The maximum infusion rate of PCC has been studied; however the safe upper limit for rate of infusion is not well-established. Some suggest not exceeding 75–100 IU/min [34, 50]; however, an infusion rate up to 210 IU/min of PCC was well-tolerated in a study of healthy volunteers [36]. Additionally, a median infusion of 188 IU/min was generally tolerated in patients who needed rapid INR reversal for acute hemorrhage or interventional procedures; six of the patients in one particular study received an infusion of greater than 250 IU/min. Of these 43 patients, two developed thromboembolism, possibly related to PCC [41].
There is some evidence that individualized dosing, may achieve more accurate reversal of the INR. In one study, the 46 patients with major OAT-related hemorrhage, those who received an individualized dose of PCC based desired INR target and body weight achieved the target INR more frequently compared to patients receiving a uniform dose (89 vs. 43%, P < 0.001) [45]. In another study, most patients (33 of 42) who received body weight and INR target adjusted PCC doses had reduction in INR to the goal of <1.3 by 20 min post-infusion [42].
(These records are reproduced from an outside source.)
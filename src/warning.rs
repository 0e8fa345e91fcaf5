//! Non-fatal issues collected while estimating a part

use serde::{Deserialize, Serialize};
use std::ops::Range;

#[derive(Debug, Clone, Copy, PartialEq, Eq, Hash, Serialize, Deserialize)]
#[serde(rename_all = "snake_case")]
pub enum WarningKind {
    /// A missing dimension was replaced by a documented default
    DefaultApplied,
    /// The detail text could not be turned into usable dimensions
    UnparseableDetail,
    /// Part of the detail text was not used; the feature is still timed
    IgnoredText,
    UnknownFeatureType,
    InvalidCount,
    /// No cutting condition after the roughing/finishing fallback
    ConditionNotFound,
    /// A condition was found but its values cannot drive the formula
    UnusableCondition,
    Geometry,
}

impl WarningKind {
    /// Whether the feature carrying this warning was dropped from the sum
    pub fn skips_feature(self) -> bool {
        !matches!(
            self,
            WarningKind::DefaultApplied | WarningKind::IgnoredText | WarningKind::Geometry
        )
    }
}

/// Byte span into a feature's detail text
#[derive(Debug, Clone, Copy, PartialEq, Eq, Serialize, Deserialize)]
pub struct Span {
    pub start: usize,
    pub end: usize,
}

impl From<Range<usize>> for Span {
    fn from(range: Range<usize>) -> Self {
        Self {
            start: range.start,
            end: range.end,
        }
    }
}

impl From<Span> for Range<usize> {
    fn from(span: Span) -> Self {
        span.start..span.end
    }
}

#[derive(Debug, Clone, PartialEq, Serialize, Deserialize)]
pub struct Warning {
    pub kind: WarningKind,
    #[serde(default, skip_serializing_if = "Option::is_none")]
    pub feature_index: Option<usize>,
    pub message: String,
    #[serde(default, skip_serializing_if = "Option::is_none")]
    pub span: Option<Span>,
}

impl Warning {
    pub fn new(kind: WarningKind, message: impl Into<String>) -> Self {
        Self {
            kind,
            feature_index: None,
            message: message.into(),
            span: None,
        }
    }

    pub fn for_feature(mut self, index: usize) -> Self {
        self.feature_index = Some(index);
        self
    }

    pub fn with_span(mut self, span: impl Into<Span>) -> Self {
        self.span = Some(span.into());
        self
    }
}

impl std::fmt::Display for Warning {
    fn fmt(&self, f: &mut std::fmt::Formatter<'_>) -> std::fmt::Result {
        match self.feature_index {
            Some(idx) => write!(f, "feature #{}: {}", idx, self.message),
            None => write!(f, "{}", self.message),
        }
    }
}
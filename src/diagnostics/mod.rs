//! Annotated rendering of feature parse warnings

use ariadne::{Config, Label, Report, ReportKind, Source};
use std::ops::Range;

use crate::features::Dimensions;
use crate::lexer;
use crate::warning::{Warning, WarningKind};

/// Labels are placed by character, spans are stored in bytes
fn char_range(text: &str, bytes: Range<usize>) -> Range<usize> {
    let to_char = |byte: usize| {
        let byte = byte.min(text.len());
        text.char_indices().take_while(|(i, _)| *i < byte).count()
    };
    let start = to_char(bytes.start);
    let end = to_char(bytes.end).max(start + 1);
    start..end
}

fn severity(kind: WarningKind) -> ReportKind<'static> {
    if kind.skips_feature() {
        ReportKind::Error
    } else {
        ReportKind::Warning
    }
}

/// Render `warnings` against the detail text, plus a note for every
/// character the lexer could not classify. Returns an empty string when there
/// is nothing to report.
pub fn render(detail: &str, warnings: &[Warning]) -> String {
    let mut out = Vec::new();

    for warning in warnings {
        let bytes = warning.span.map(Range::from).unwrap_or(0..detail.len());
        let range = char_range(detail, bytes);

        let report = Report::build(severity(warning.kind), (), range.start)
            .with_config(Config::default().with_color(false))
            .with_message(&warning.message)
            .with_label(Label::new(range).with_message(format!("{:?}", warning.kind)))
            .finish();

        if let Err(e) = report.write(Source::from(detail), &mut out) {
            log::warn!("failed to render diagnostic: {}", e);
        }
    }

    let covered: Vec<Range<usize>> = warnings.iter().filter_map(|w| w.span.map(Range::from)).collect();
    for span in lexer::unrecognized(detail) {
        if covered.contains(&span) {
            continue;
        }
        let range = char_range(detail, span);
        let report = Report::build(ReportKind::Advice, (), range.start)
            .with_config(Config::default().with_color(false))
            .with_message("character ignored")
            .with_label(Label::new(range).with_message("not part of any dimension"))
            .finish();

        if let Err(e) = report.write(Source::from(detail), &mut out) {
            log::warn!("failed to render diagnostic: {}", e);
        }
    }

    String::from_utf8_lossy(&out).into_owned()
}

/// One line per parsed dimension, e.g. `diameter  30 mm`
pub fn describe_dimensions(dims: &Dimensions) -> String {
    dims.values()
        .map(|(field, value)| format!("{:<9} {} mm", field.name(), value))
        .collect::<Vec<_>>()
        .join("\n")
}

#[cfg(test)]
mod tests {
    use super::*;
    use crate::config::KinematicsConfig;
    use crate::features::{parse_feature, FeatureInput};

    #[test]
    fn test_char_range_over_multibyte() {
        // "ø" is two bytes
        assert_eq!(char_range("ø30 x", 2..4), 1..3);
        assert_eq!(char_range("ø30", 0..0), 0..1);
    }

    #[test]
    fn test_renders_parse_failure() {
        let input = FeatureInput::new("outer_diameter", "see drawing");
        let warning = parse_feature(0, &input, &KinematicsConfig::default()).unwrap_err();
        let out = render(&input.detail, &[warning]);
        assert!(out.contains("no diameter found"));
        assert!(out.contains("UnparseableDetail"));
    }

    #[test]
    fn test_reports_ignored_characters() {
        let out = render("ø30 # L=100", &[]);
        assert!(out.contains("character ignored"));
    }

    #[test]
    fn test_ignored_character_reported_once() {
        let input = FeatureInput::new("outer_diameter", "ø30 # L=100");
        let parsed = parse_feature(0, &input, &KinematicsConfig::default()).unwrap();
        let out = render(&input.detail, &parsed.warnings);
        assert!(out.contains("'#' ignored"));
        assert!(!out.contains("character ignored"));
    }

    #[test]
    fn test_nothing_to_report() {
        assert!(render("ø30, L=100", &[]).is_empty());
    }

    #[test]
    fn test_describe_dimensions() {
        let dims = Dimensions {
            diameter: Some(30.0),
            length: Some(100.0),
            ..Default::default()
        };
        assert_eq!(describe_dimensions(&dims), "diameter  30 mm\nlength    100 mm");
    }
}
It is essential to include vitamin K in the regimen to reverse the INR, since the effects of PCC may be transient [44]. In contrast, vitamin K produces a delayed (6–8 h), but sustained rise in PCC factors assuming intact hepatic function [51]. The recommended dose of vitamin K for life-threatening bleeding due to oral anticoagulant therapy is 5–10 mg and may need to be repeated in some cases. The IV or oral routes are preferred, with the former the first choice in life-threatening bleeding [28]. The intramuscular and subcutaneous routes should be avoided, as erratic absorption of vitamin K occurs. One should be aware of the small risk of an anaphylactic reaction with IV administration; a slow infusion over 30 min is recommended.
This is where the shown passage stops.